═══ Supplied material

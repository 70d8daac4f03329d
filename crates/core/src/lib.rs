//! Zenith core types: build requests, the hardware plan, session outcomes
//! and the error taxonomy shared by every crate in the workspace.

#![forbid(unsafe_code)]

use std::path::{Path, PathBuf};

use serde::{Deserialize, Serialize};
use uuid::Uuid;

pub mod project;

pub const MIB: u64 = 1024 * 1024;
pub const GIB: u64 = 1024 * MIB;

/// Lower and upper bound for the build JVM heap.
pub const MIN_HEAP_BYTES: u64 = 4 * GIB;
pub const MAX_HEAP_BYTES: u64 = 16 * GIB;

/// Worker count used when the core count cannot be read.
pub const FALLBACK_WORKERS: usize = 4;

/// Host resources plus the concurrency/memory plan derived from them.
///
/// Computed once per engine session; a fresh plan needs an explicit re-profile.
#[derive(Debug, Clone, Copy, PartialEq, Eq, Serialize, Deserialize)]
pub struct HardwareProfile {
    pub cpu_cores: usize,
    pub total_ram_bytes: u64,
    pub max_workers: usize,
    pub heap_bytes: u64,
}

impl HardwareProfile {
    /// Derive the plan from raw host counts.
    pub fn derive(cpu_cores: usize, total_ram_bytes: u64) -> Self {
        Self {
            cpu_cores,
            total_ram_bytes,
            max_workers: plan_workers(cpu_cores),
            heap_bytes: plan_heap(total_ram_bytes),
        }
    }

    /// Plan used when nothing about the host could be read.
    pub fn conservative() -> Self {
        Self { cpu_cores: 0, total_ram_bytes: 0, max_workers: FALLBACK_WORKERS, heap_bytes: MIN_HEAP_BYTES }
    }

    pub fn heap_mib(&self) -> u64 { self.heap_bytes / MIB }
}

/// `round(cores * 0.9)`, never below one worker.
pub fn plan_workers(cpu_cores: usize) -> usize {
    ((cpu_cores as f64) * 0.9).round().max(1.0) as usize
}

/// Half of RAM, clamped to `[4 GiB, 16 GiB]`.
pub fn plan_heap(total_ram_bytes: u64) -> u64 {
    (total_ram_bytes / 2).clamp(MIN_HEAP_BYTES, MAX_HEAP_BYTES)
}

/// What the toolchain should produce.
#[derive(Debug, Clone, Copy, PartialEq, Eq, Serialize, Deserialize)]
#[serde(rename_all = "lowercase")]
pub enum BuildTarget {
    /// Android debug APK (local).
    Apk,
    /// Android app bundle (local).
    Aab,
    /// iOS simulator build (remote).
    Simulator,
    /// iOS device build (remote).
    Device,
}

impl BuildTarget {
    pub fn is_android(self) -> bool { matches!(self, BuildTarget::Apk | BuildTarget::Aab) }

    pub fn as_str(self) -> &'static str {
        match self {
            BuildTarget::Apk => "apk",
            BuildTarget::Aab => "aab",
            BuildTarget::Simulator => "simulator",
            BuildTarget::Device => "device",
        }
    }
}

impl std::fmt::Display for BuildTarget {
    fn fmt(&self, f: &mut std::fmt::Formatter<'_>) -> std::fmt::Result { f.write_str(self.as_str()) }
}

/// Password material. Never printed.
#[derive(Clone, Deserialize)]
#[serde(transparent)]
pub struct Secret(String);

impl Secret {
    pub fn new(s: impl Into<String>) -> Self { Self(s.into()) }
    pub fn expose(&self) -> &str { &self.0 }
    pub fn is_empty(&self) -> bool { self.0.is_empty() }
}

impl std::fmt::Debug for Secret {
    fn fmt(&self, f: &mut std::fmt::Formatter<'_>) -> std::fmt::Result { f.write_str("Secret(***)") }
}

#[derive(Debug, Clone, Deserialize)]
#[serde(rename_all = "snake_case")]
pub enum Credential {
    Password(Secret),
    KeyFile(PathBuf),
}

/// A network-reachable compute node. Supplied per request, never persisted here.
#[derive(Debug, Clone, Deserialize)]
pub struct RemoteTarget {
    /// `host` or `host:port` (port defaults to 22).
    pub host: String,
    pub user: String,
    pub credential: Credential,
    pub remote_project_path: String,
    pub scheme: String,
}

impl RemoteTarget {
    pub fn host_and_port(&self) -> (&str, u16) {
        match self.host.rsplit_once(':') {
            Some((h, p)) => match p.parse::<u16>() {
                Ok(port) => (h, port),
                Err(_) => (self.host.as_str(), 22),
            },
            None => (self.host.as_str(), 22),
        }
    }

    /// `user@host`, as ssh and rsync expect it.
    pub fn login(&self) -> String {
        format!("{}@{}", self.user, self.host_and_port().0)
    }
}

#[derive(Debug, Clone, Deserialize)]
#[serde(rename_all = "lowercase")]
pub enum Platform {
    Local,
    Remote(RemoteTarget),
}

/// A caller's request for one build.
#[derive(Debug, Clone, Deserialize)]
pub struct BuildRequest {
    pub working_dir: PathBuf,
    pub target: BuildTarget,
    #[serde(default)]
    pub turbo: bool,
    #[serde(default)]
    pub custom_output_path: Option<PathBuf>,
    pub platform: Platform,
}

impl BuildRequest {
    pub fn local(working_dir: impl Into<PathBuf>, target: BuildTarget) -> Self {
        Self { working_dir: working_dir.into(), target, turbo: false, custom_output_path: None, platform: Platform::Local }
    }

    pub fn remote(working_dir: impl Into<PathBuf>, target: BuildTarget, remote: RemoteTarget) -> Self {
        Self { working_dir: working_dir.into(), target, turbo: false, custom_output_path: None, platform: Platform::Remote(remote) }
    }

    pub fn with_turbo(mut self, on: bool) -> Self { self.turbo = on; self }

    pub fn with_output(mut self, dir: impl Into<PathBuf>) -> Self { self.custom_output_path = Some(dir.into()); self }

    pub fn is_remote(&self) -> bool { matches!(self.platform, Platform::Remote(_)) }

    /// Target/platform agreement: Android targets build locally, iOS targets on a satellite.
    pub fn check_target(&self) -> Result<(), BuildError> {
        match (&self.platform, self.target.is_android()) {
            (Platform::Local, true) | (Platform::Remote(_), false) => Ok(()),
            (Platform::Local, false) => Err(BuildError::InvalidRequest(format!("target {} requires a remote platform", self.target))),
            (Platform::Remote(_), true) => Err(BuildError::InvalidRequest(format!("target {} builds locally only", self.target))),
        }
    }

    /// Custom output root, ignoring an empty path.
    pub fn custom_root(&self) -> Option<&Path> {
        self.custom_output_path.as_deref().filter(|p| !p.as_os_str().is_empty())
    }
}

/// One line of build output as delivered to the caller.
#[derive(Debug, Clone, PartialEq, Serialize, Deserialize)]
pub struct OutputLine {
    /// Delivery order within the session, starting at 0. Gaps never occur; lines
    /// dropped for a lagging reader are simply not numbered.
    pub seq: u64,
    /// Display text, truncated to the line budget.
    pub text: String,
    /// Running-max completion estimate after this line, in percent.
    pub progress: f32,
}

/// A build output copied into the managed archive.
#[derive(Debug, Clone, PartialEq, Eq, Serialize, Deserialize)]
pub struct ArchivedArtifact {
    pub source_build_output: PathBuf,
    pub archive_root: PathBuf,
    pub timestamp: String,
    pub final_path: PathBuf,
    /// False when the toolchain reused a cached output (source older than two minutes).
    pub fresh: bool,
}

/// Error taxonomy for every engine operation.
#[derive(Debug, Clone, PartialEq, Eq, thiserror::Error, Serialize, Deserialize)]
pub enum BuildError {
    #[error("profiling: {0}")]
    Profiling(String),
    #[error("already_running: session {0} is active")]
    AlreadyRunning(String),
    #[error("project_not_found: {0}")]
    ProjectNotFound(String),
    #[error("invalid_request: {0}")]
    InvalidRequest(String),
    #[error("process_spawn: {0}")]
    ProcessSpawn(String),
    #[error("toolchain: {0}")]
    Toolchain(String),
    #[error("sync: {0}")]
    Sync(String),
    #[error("remote_execution: {0}")]
    RemoteExecution(String),
    #[error("archive_io: {0}")]
    ArchiveIo(String),
    #[error("cancelled")]
    Cancelled,
}

impl BuildError {
    /// Cancellation is a user decision, not a fault worth logging as one.
    pub fn is_fault(&self) -> bool { !matches!(self, BuildError::Cancelled) }

    /// Short advice for the remote failure domains.
    pub fn hint(&self) -> Option<&'static str> {
        match self {
            BuildError::Sync(_) => Some("check host, credentials and network, then re-sync"),
            BuildError::RemoteExecution(_) => Some("sync succeeded; fix the remote build and re-run"),
            BuildError::ProjectNotFound(_) => Some("point the build at a project root"),
            _ => None,
        }
    }
}

pub type BuildResult<T> = Result<T, BuildError>;

/// Terminal state of one build, reported exactly once.
#[derive(Debug, Clone, PartialEq, Serialize, Deserialize)]
#[serde(tag = "state", rename_all = "snake_case")]
pub enum BuildOutcome {
    Success {
        artifact: Option<ArchivedArtifact>,
        /// Archiving runs after the toolchain succeeded; its failure does not fail the build.
        archive_error: Option<BuildError>,
    },
    Failure {
        error: BuildError,
        diagnostic_log_path: Option<PathBuf>,
    },
    Cancelled,
}

impl BuildOutcome {
    pub fn is_success(&self) -> bool { matches!(self, BuildOutcome::Success { .. }) }

    pub fn diagnostic_log_path(&self) -> Option<&Path> {
        match self {
            BuildOutcome::Failure { diagnostic_log_path, .. } => diagnostic_log_path.as_deref(),
            _ => None,
        }
    }
}

/// Final report handed to the caller alongside the outcome.
#[derive(Debug, Clone, PartialEq, Serialize, Deserialize)]
pub struct BuildReport {
    pub session_id: Uuid,
    pub outcome: BuildOutcome,
    /// Last progress estimate; frozen on failure, never forced to 0 or 100.
    pub progress: f32,
    pub lines: u64,
    /// Lines not delivered live because the consumer lagged (still in the full capture).
    pub dropped: u64,
    pub duration_ms: u64,
}

#[derive(Debug, Clone, Copy, PartialEq, Eq, Serialize, Deserialize)]
#[serde(rename_all = "snake_case")]
pub enum SessionKind {
    LocalBuild,
    RemoteBuild,
    RemoteReset,
}

/// Coarse lifecycle of the active session.
#[derive(Debug, Clone, Copy, PartialEq, Eq, Serialize, Deserialize)]
#[serde(rename_all = "snake_case")]
#[repr(u8)]
pub enum SessionPhase {
    Starting = 0,
    Running = 1,
    Syncing = 2,
    Executing = 3,
    Finishing = 4,
}

impl SessionPhase {
    pub fn from_u8(v: u8) -> Self {
        match v {
            1 => SessionPhase::Running,
            2 => SessionPhase::Syncing,
            3 => SessionPhase::Executing,
            4 => SessionPhase::Finishing,
            _ => SessionPhase::Starting,
        }
    }
}

/// Read-only view of the in-flight session.
#[derive(Debug, Clone, PartialEq, Serialize, Deserialize)]
pub struct SessionStatus {
    pub id: Uuid,
    pub kind: SessionKind,
    pub phase: SessionPhase,
    pub started_at: chrono::DateTime<chrono::Local>,
    pub lines: u64,
    pub progress: f32,
}

pub mod prelude {
    pub use super::{
        ArchivedArtifact, BuildError, BuildOutcome, BuildReport, BuildRequest, BuildResult, BuildTarget, Credential,
        HardwareProfile, OutputLine, Platform, RemoteTarget, Secret, SessionKind, SessionPhase, SessionStatus,
    };
}

#[cfg(test)]
mod tests {
    use super::*;

    #[test]
    fn plan_bounds_hold_for_all_inputs() {
        for cores in 0..=256usize {
            assert!(plan_workers(cores) >= 1, "cores={}", cores);
        }
        for ram_gib in [0u64, 1, 2, 4, 7, 8, 9, 16, 31, 32, 33, 64, 512] {
            let heap = plan_heap(ram_gib * GIB);
            assert!((MIN_HEAP_BYTES..=MAX_HEAP_BYTES).contains(&heap), "ram={}GiB heap={}", ram_gib, heap);
        }
        assert_eq!(plan_heap(u64::MAX), MAX_HEAP_BYTES);
    }

    #[test]
    fn eight_cores_sixteen_gib() {
        let hw = HardwareProfile::derive(8, 16 * GIB);
        assert_eq!(hw.max_workers, 7);
        assert_eq!(hw.heap_bytes, 8 * GIB);
        assert_eq!(hw.heap_mib(), 8192);
    }

    #[test]
    fn small_and_large_hosts_clamp() {
        let lo = HardwareProfile::derive(1, 2 * GIB);
        assert_eq!(lo.max_workers, 1);
        assert_eq!(lo.heap_bytes, 4 * GIB);
        let hi = HardwareProfile::derive(32, 256 * GIB);
        assert_eq!(hi.max_workers, 29);
        assert_eq!(hi.heap_bytes, 16 * GIB);
    }

    fn remote() -> RemoteTarget {
        RemoteTarget {
            host: "10.0.0.5:2222".into(),
            user: "ci".into(),
            credential: Credential::Password(Secret::new("hunter2")),
            remote_project_path: "/Users/ci/app".into(),
            scheme: "App".into(),
        }
    }

    #[test]
    fn host_port_parsing() {
        let r = remote();
        assert_eq!(r.host_and_port(), ("10.0.0.5", 2222));
        assert_eq!(r.login(), "ci@10.0.0.5");
        let plain = RemoteTarget { host: "mac.local".into(), ..remote() };
        assert_eq!(plain.host_and_port(), ("mac.local", 22));
    }

    #[test]
    fn secret_is_redacted() {
        let shown = format!("{:?}", remote());
        assert!(!shown.contains("hunter2"));
        assert!(shown.contains("Secret(***)"));
    }

    #[test]
    fn target_must_match_platform() {
        assert!(BuildRequest::local("/p", BuildTarget::Apk).check_target().is_ok());
        assert!(BuildRequest::remote("/p", BuildTarget::Simulator, remote()).check_target().is_ok());
        assert!(matches!(BuildRequest::local("/p", BuildTarget::Device).check_target(), Err(BuildError::InvalidRequest(_))));
        assert!(matches!(BuildRequest::remote("/p", BuildTarget::Aab, remote()).check_target(), Err(BuildError::InvalidRequest(_))));
    }

    #[test]
    fn empty_custom_root_is_ignored() {
        let req = BuildRequest::local("/p", BuildTarget::Apk).with_output("");
        assert!(req.custom_root().is_none());
        let req = req.with_output("/out");
        assert_eq!(req.custom_root(), Some(Path::new("/out")));
    }

    #[test]
    fn request_deserializes_from_json() {
        let req: BuildRequest = serde_json::from_value(serde_json::json!({
            "working_dir": "/work/app",
            "target": "simulator",
            "platform": { "remote": {
                "host": "mac", "user": "me",
                "credential": { "key_file": "/home/me/.ssh/id_ed25519" },
                "remote_project_path": "~/app", "scheme": "App"
            }}
        }))
        .unwrap();
        assert!(req.is_remote());
        assert!(!req.turbo);
        assert!(req.check_target().is_ok());
    }

    #[test]
    fn outcome_serializes_with_state_tag() {
        let out = BuildOutcome::Failure { error: BuildError::Sync("unreachable".into()), diagnostic_log_path: None };
        let v = serde_json::to_value(&out).unwrap();
        assert_eq!(v["state"], "failure");
        assert!(BuildError::Sync(String::new()).hint().is_some());
        assert!(!BuildError::Cancelled.is_fault());
    }
}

══════

_Problem to work on:_
The answer must consist of every line from the entries that holds the string "login".

_Task answer:_
    pub fn login(&self) -> String {
        assert_eq!(r.login(), "ci@10.0.0.5");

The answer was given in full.